### TASK DESCRIPTION:
Copy out the entries that follow. Leave none out.

┄┄┄┄┄┄┄┄┄┄

//! Agent runner with tool calling loop.

use super::{AgentAction, AgentRun, AgentRunner, AgentStep};
use crate::config::Prompts;
use crate::error::{ForskError, Result};
use crate::tools::ToolRegistry;
use async_openai::config::OpenAIConfig;
use async_openai::types::{
    ChatCompletionMessageToolCall, ChatCompletionRequestAssistantMessageArgs,
    ChatCompletionRequestMessage, ChatCompletionRequestSystemMessageArgs,
    ChatCompletionRequestToolMessageArgs, ChatCompletionRequestUserMessageArgs,
    CreateChatCompletionRequestArgs,
};
use async_trait::async_trait;
use serde_json::{Map, Value};
use std::collections::HashMap;
use std::sync::Arc;
use tracing::{debug, info, warn};

/// OpenAI-backed agent that can call the research tools.
pub struct Agent {
    client: async_openai::Client<OpenAIConfig>,
    model: String,
    tools: Arc<ToolRegistry>,
    prompts: Prompts,
    max_iterations: usize,
}

impl Agent {
    /// Create a new agent over the given tools.
    pub fn new(
        client: async_openai::Client<OpenAIConfig>,
        model: &str,
        tools: Arc<ToolRegistry>,
        prompts: Prompts,
    ) -> Self {
        Self {
            client,
            model: model.to_string(),
            tools,
            prompts,
            max_iterations: 15,
        }
    }

    /// Set maximum iterations for the agent loop.
    pub fn with_max_iterations(mut self, max: usize) -> Self {
        self.max_iterations = max;
        self
    }

    fn user_message(&self, inputs: &Map<String, Value>) -> Result<String> {
        let query = inputs
            .get("query")
            .and_then(Value::as_str)
            .ok_or_else(|| ForskError::InvalidInput("Missing 'query' input".to_string()))?;

        let mut vars = HashMap::new();
        vars.insert("query".to_string(), query.to_string());
        Ok(self
            .prompts
            .render_with_custom(&self.prompts.research.user, &vars))
    }

    /// Execute a single tool call and record it as a step.
    async fn execute_tool_call(&self, tool_call: &ChatCompletionMessageToolCall) -> AgentStep {
        let name = &tool_call.function.name;
        let arguments = &tool_call.function.arguments;

        info!("Agent calling tool: {} with args: {}", name, arguments);

        let tool_input = parse_arguments(arguments);
        let observation = match self.tools.invoke(name, &tool_input).await {
            Ok(output) => output,
            Err(e) => {
                warn!("Tool {} failed: {}", name, e);
                format!("Tool error: {}", e)
            }
        };

        AgentStep {
            action: AgentAction {
                tool: name.clone(),
                tool_input,
                log: format!("Invoking `{}` with `{}`", name, arguments),
            },
            observation: Value::String(observation),
        }
    }
}

/// Tool arguments as the model sent them: parsed JSON when possible,
/// otherwise the raw string.
fn parse_arguments(arguments: &str) -> Value {
    serde_json::from_str::<Value>(arguments)
        .ok()
        .filter(|v| v.is_object() || v.is_string())
        .unwrap_or_else(|| Value::String(arguments.to_string()))
}

#[async_trait]
impl AgentRunner for Agent {
    async fn invoke(&self, inputs: &Map<String, Value>) -> Result<AgentRun> {
        let mut messages: Vec<ChatCompletionRequestMessage> = vec![
            ChatCompletionRequestSystemMessageArgs::default()
                .content(self.prompts.research_system())
                .build()
                .map_err(|e| ForskError::Agent(e.to_string()))?
                .into(),
            ChatCompletionRequestUserMessageArgs::default()
                .content(self.user_message(inputs)?)
                .build()
                .map_err(|e| ForskError::Agent(e.to_string()))?
                .into(),
        ];

        let mut steps = Vec::new();
        let mut iterations = 0;

        loop {
            iterations += 1;
            if iterations > self.max_iterations {
                return Err(ForskError::Agent(format!(
                    "Agent exceeded maximum iterations ({})",
                    self.max_iterations
                )));
            }

            debug!("Agent iteration {}", iterations);

            let request = CreateChatCompletionRequestArgs::default()
                .model(&self.model)
                .messages(messages.clone())
                .tools(self.tools.definitions())
                .build()
                .map_err(|e| ForskError::Agent(e.to_string()))?;

            let response = self
                .client
                .chat()
                .create(request)
                .await
                .map_err(|e| ForskError::OpenAI(format!("Agent API error: {}", e)))?;

            let choice = response
                .choices
                .first()
                .ok_or_else(|| ForskError::Agent("No response from model".to_string()))?;

            let tool_calls = match &choice.message.tool_calls {
                Some(calls) if !calls.is_empty() => calls,
                _ => {
                    info!(
                        "Agent finished after {} iterations and {} tool calls",
                        iterations,
                        steps.len()
                    );
                    return Ok(AgentRun {
                        inputs: inputs.clone(),
                        output: choice.message.content.clone().map(Value::String),
                        intermediate_steps: steps,
                    });
                }
            };

            let assistant_msg = ChatCompletionRequestAssistantMessageArgs::default()
                .tool_calls(tool_calls.clone())
                .build()
                .map_err(|e| ForskError::Agent(e.to_string()))?;
            messages.push(assistant_msg.into());

            for tool_call in tool_calls {
                let step = self.execute_tool_call(tool_call).await;

                let content = match &step.observation {
                    Value::String(s) => s.clone(),
                    other => other.to_string(),
                };
                let tool_msg = ChatCompletionRequestToolMessageArgs::default()
                    .tool_call_id(&tool_call.id)
                    .content(content)
                    .build()
                    .map_err(|e| ForskError::Agent(e.to_string()))?;
                messages.push(tool_msg.into());

                steps.push(step);
            }
        }
    }
}

#[cfg(test)]
mod tests {
    use super::*;
    use serde_json::json;

    #[test]
    fn test_parse_arguments() {
        assert_eq!(parse_arguments(r#"{"query": "GDP"}"#), json!({"query": "GDP"}));
        assert_eq!(parse_arguments(r#""2+2""#), json!("2+2"));
        assert_eq!(parse_arguments("not json"), json!("not json"));
        assert_eq!(parse_arguments("42"), json!("42"));
    }

    #[test]
    fn test_user_message_renders_query() {
        let agent = Agent::new(
            crate::openai::create_client().unwrap(),
            "gpt-4o-mini",
            Arc::new(ToolRegistry::new()),
            Prompts::default(),
        );

        let mut inputs = Map::new();
        inputs.insert("query".to_string(), json!("Economic impact of AI"));
        assert!(agent
            .user_message(&inputs)
            .unwrap()
            .contains("Economic impact of AI"));

        assert!(matches!(
            agent.user_message(&Map::new()),
            Err(ForskError::InvalidInput(_))
        ));
    }
}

┄┄┄┄┄┄┄┄┄┄

### ANSWER BELOW:
//! Agent runner with tool calling loop.

use super::{AgentAction, AgentRun, AgentRunner, AgentStep};
use crate::config::Prompts;
use crate::error::{ForskError, Result};
use crate::tools::ToolRegistry;
use async_openai::config::OpenAIConfig;
use async_openai::types::{
    ChatCompletionMessageToolCall, ChatCompletionRequestAssistantMessageArgs,
    ChatCompletionRequestMessage, ChatCompletionRequestSystemMessageArgs,
    ChatCompletionRequestToolMessageArgs, ChatCompletionRequestUserMessageArgs,
    CreateChatCompletionRequestArgs,
};
use async_trait::async_trait;
use serde_json::{Map, Value};
use std::collections::HashMap;
use std::sync::Arc;
use tracing::{debug, info, warn};

/// OpenAI-backed agent that can call the research tools.
pub struct Agent {
    client: async_openai::Client<OpenAIConfig>,
    model: String,
    tools: Arc<ToolRegistry>,
    prompts: Prompts,
    max_iterations: usize,
}

impl Agent {
    /// Create a new agent over the given tools.
    pub fn new(
        client: async_openai::Client<OpenAIConfig>,
        model: &str,
        tools: Arc<ToolRegistry>,
        prompts: Prompts,
    ) -> Self {
        Self {
            client,
            model: model.to_string(),
            tools,
            prompts,
            max_iterations: 15,
        }
    }

    /// Set maximum iterations for the agent loop.
    pub fn with_max_iterations(mut self, max: usize) -> Self {
        self.max_iterations = max;
        self
    }

    fn user_message(&self, inputs: &Map<String, Value>) -> Result<String> {
        let query = inputs
            .get("query")
            .and_then(Value::as_str)
            .ok_or_else(|| ForskError::InvalidInput("Missing 'query' input".to_string()))?;

        let mut vars = HashMap::new();
        vars.insert("query".to_string(), query.to_string());
        Ok(self
            .prompts
            .render_with_custom(&self.prompts.research.user, &vars))
    }

    /// Execute a single tool call and record it as a step.
    async fn execute_tool_call(&self, tool_call: &ChatCompletionMessageToolCall) -> AgentStep {
        let name = &tool_call.function.name;
        let arguments = &tool_call.function.arguments;

        info!("Agent calling tool: {} with args: {}", name, arguments);

        let tool_input = parse_arguments(arguments);
        let observation = match self.tools.invoke(name, &tool_input).await {
            Ok(output) => output,
            Err(e) => {
                warn!("Tool {} failed: {}", name, e);
                format!("Tool error: {}", e)
            }
        };

        AgentStep {
            action: AgentAction {
                tool: name.clone(),
                tool_input,
                log: format!("Invoking `{}` with `{}`", name, arguments),
            },
            observation: Value::String(observation),
        }
    }
}

/// Tool arguments as the model sent them: parsed JSON when possible,
/// otherwise the raw string.
fn parse_arguments(arguments: &str) -> Value {
    serde_json::from_str::<Value>(arguments)
        .ok()
        .filter(|v| v.is_object() || v.is_string())
        .unwrap_or_else(|| Value::String(arguments.to_string()))
}

#[async_trait]
impl AgentRunner for Agent {
    async fn invoke(&self, inputs: &Map<String, Value>) -> Result<AgentRun> {
        let mut messages: Vec<ChatCompletionRequestMessage> = vec![
            ChatCompletionRequestSystemMessageArgs::default()
                .content(self.prompts.research_system())
                .build()
                .map_err(|e| ForskError::Agent(e.to_string()))?
                .into(),
            ChatCompletionRequestUserMessageArgs::default()
                .content(self.user_message(inputs)?)
                .build()
                .map_err(|e| ForskError::Agent(e.to_string()))?
                .into(),
        ];

        let mut steps = Vec::new();
        let mut iterations = 0;

        loop {
            iterations += 1;
            if iterations > self.max_iterations {
                return Err(ForskError::Agent(format!(
                    "Agent exceeded maximum iterations ({})",
                    self.max_iterations
                )));
            }

            debug!("Agent iteration {}", iterations);

            let request = CreateChatCompletionRequestArgs::default()
                .model(&self.model)
                .messages(messages.clone())
                .tools(self.tools.definitions())
                .build()
                .map_err(|e| ForskError::Agent(e.to_string()))?;

            let response = self
                .client
                .chat()
                .create(request)
                .await
                .map_err(|e| ForskError::OpenAI(format!("Agent API error: {}", e)))?;

            let choice = response
                .choices
                .first()
                .ok_or_else(|| ForskError::Agent("No response from model".to_string()))?;

            let tool_calls = match &choice.message.tool_calls {
                Some(calls) if !calls.is_empty() => calls,
                _ => {
                    info!(
                        "Agent finished after {} iterations and {} tool calls",
                        iterations,
                        steps.len()
                    );
                    return Ok(AgentRun {
                        inputs: inputs.clone(),
                        output: choice.message.content.clone().map(Value::String),
                        intermediate_steps: steps,
                    });
                }
            };

            let assistant_msg = ChatCompletionRequestAssistantMessageArgs::default()
                .tool_calls(tool_calls.clone())
                .build()
                .map_err(|e| ForskError::Agent(e.to_string()))?;
            messages.push(assistant_msg.into());

            for tool_call in tool_calls {
                let step = self.execute_tool_call(tool_call).await;

                let content = match &step.observation {
                    Value::String(s) => s.clone(),
                    other => other.to_string(),
                };
                let tool_msg = ChatCompletionRequestToolMessageArgs::default()
                    .tool_call_id(&tool_call.id)
                    .content(content)
                    .build()
                    .map_err(|e| ForskError::Agent(e.to_string()))?;
                messages.push(tool_msg.into());

                steps.push(step);
            }
        }
    }
}

#[cfg(test)]
mod tests {
    use super::*;
    use serde_json::json;

    #[test]
    fn test_parse_arguments() {
        assert_eq!(parse_arguments(r#"{"query": "GDP"}"#), json!({"query": "GDP"}));
        assert_eq!(parse_arguments(r#""2+2""#), json!("2+2"));
        assert_eq!(parse_arguments("not json"), json!("not json"));
        assert_eq!(parse_arguments("42"), json!("42"));
    }

    #[test]
    fn test_user_message_renders_query() {
        let agent = Agent::new(
            crate::openai::create_client().unwrap(),
            "gpt-4o-mini",
            Arc::new(ToolRegistry::new()),
            Prompts::default(),
        );

        let mut inputs = Map::new();
        inputs.insert("query".to_string(), json!("Economic impact of AI"));
        assert!(agent
            .user_message(&inputs)
            .unwrap()
            .contains("Economic impact of AI"));

        assert!(matches!(
            agent.user_message(&Map::new()),
            Err(ForskError::InvalidInput(_))
        ));
    }
}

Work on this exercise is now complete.